_Assignment:_
What is needed is the run of lines from the one with "impl IntoResponse for HttpError" through the close of the data, set down exactly.

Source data
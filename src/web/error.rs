use crate::services::ServiceError;
use axum::http::StatusCode;
use axum::response::{IntoResponse, Response};
use axum::Json;
use serde_json::json;

/// A failure that already knows its HTTP status, e.g. an auth rejection.
#[derive(Debug, thiserror::Error)]
#[error("{message}")]
pub struct HttpError {
    pub status: StatusCode,
    pub message: String,
}

impl HttpError {
    pub fn new(status: StatusCode, message: impl Into<String>) -> Self {
        Self {
            status,
            message: message.into(),
        }
    }

    pub fn unauthorized() -> Self {
        Self::new(StatusCode::UNAUTHORIZED, "Unauthenticated.")
    }

    pub fn forbidden() -> Self {
        Self::new(StatusCode::FORBIDDEN, "This action is unauthorized.")
    }
}

impl IntoResponse for HttpError {
    fn into_response(self) -> Response {
        (self.status, Json(json!({ "error": self.message }))).into_response()
    }
}

pub struct AppError(anyhow::Error);

impl IntoResponse for AppError {
    fn into_response(self) -> Response {
        match self.0.downcast::<ServiceError>() {
            Ok(ServiceError::Validation(errors)) => (
                StatusCode::UNPROCESSABLE_ENTITY,
                Json(json!({
                    "message": "The given data was invalid.",
                    "errors": errors,
                })),
            )
                .into_response(),
            Ok(err @ ServiceError::NotFound(_)) => {
                HttpError::new(StatusCode::NOT_FOUND, capitalize(&err.to_string())).into_response()
            }
            Ok(err @ ServiceError::NothingSelected(_)) => {
                HttpError::new(StatusCode::UNPROCESSABLE_ENTITY, err.to_string()).into_response()
            }
            Err(err) => match err.downcast::<HttpError>() {
                Ok(http) => http.into_response(),
                Err(err) => {
                    tracing::error!("Application error: {:?}", err);
                    HttpError::new(StatusCode::INTERNAL_SERVER_ERROR, "Internal server error")
                        .into_response()
                }
            },
        }
    }
}

impl<E> From<E> for AppError
where
    E: Into<anyhow::Error>,
{
    fn from(err: E) -> Self {
        Self(err.into())
    }
}

fn capitalize(message: &str) -> String {
    let mut chars = message.chars();
    match chars.next() {
        Some(first) => first.to_uppercase().chain(chars).collect(),
        None => String::new(),
    }
}

pub type AppResult<T> = Result<T, AppError>;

_Result of the task:_
impl IntoResponse for HttpError {
    fn into_response(self) -> Response {
        (self.status, Json(json!({ "error": self.message }))).into_response()
    }
}

pub struct AppError(anyhow::Error);

impl IntoResponse for AppError {
    fn into_response(self) -> Response {
        match self.0.downcast::<ServiceError>() {
            Ok(ServiceError::Validation(errors)) => (
                StatusCode::UNPROCESSABLE_ENTITY,
                Json(json!({
                    "message": "The given data was invalid.",
                    "errors": errors,
                })),
            )
                .into_response(),
            Ok(err @ ServiceError::NotFound(_)) => {
                HttpError::new(StatusCode::NOT_FOUND, capitalize(&err.to_string())).into_response()
            }
            Ok(err @ ServiceError::NothingSelected(_)) => {
                HttpError::new(StatusCode::UNPROCESSABLE_ENTITY, err.to_string()).into_response()
            }
            Err(err) => match err.downcast::<HttpError>() {
                Ok(http) => http.into_response(),
                Err(err) => {
                    tracing::error!("Application error: {:?}", err);
                    HttpError::new(StatusCode::INTERNAL_SERVER_ERROR, "Internal server error")
                        .into_response()
                }
            },
        }
    }
}

impl<E> From<E> for AppError
where
    E: Into<anyhow::Error>,
{
    fn from(err: E) -> Self {
        Self(err.into())
    }
}

fn capitalize(message: &str) -> String {
    let mut chars = message.chars();
    match chars.next() {
        Some(first) => first.to_uppercase().chain(chars).collect(),
        None => String::new(),
    }
}

pub type AppResult<T> = Result<T, AppError>;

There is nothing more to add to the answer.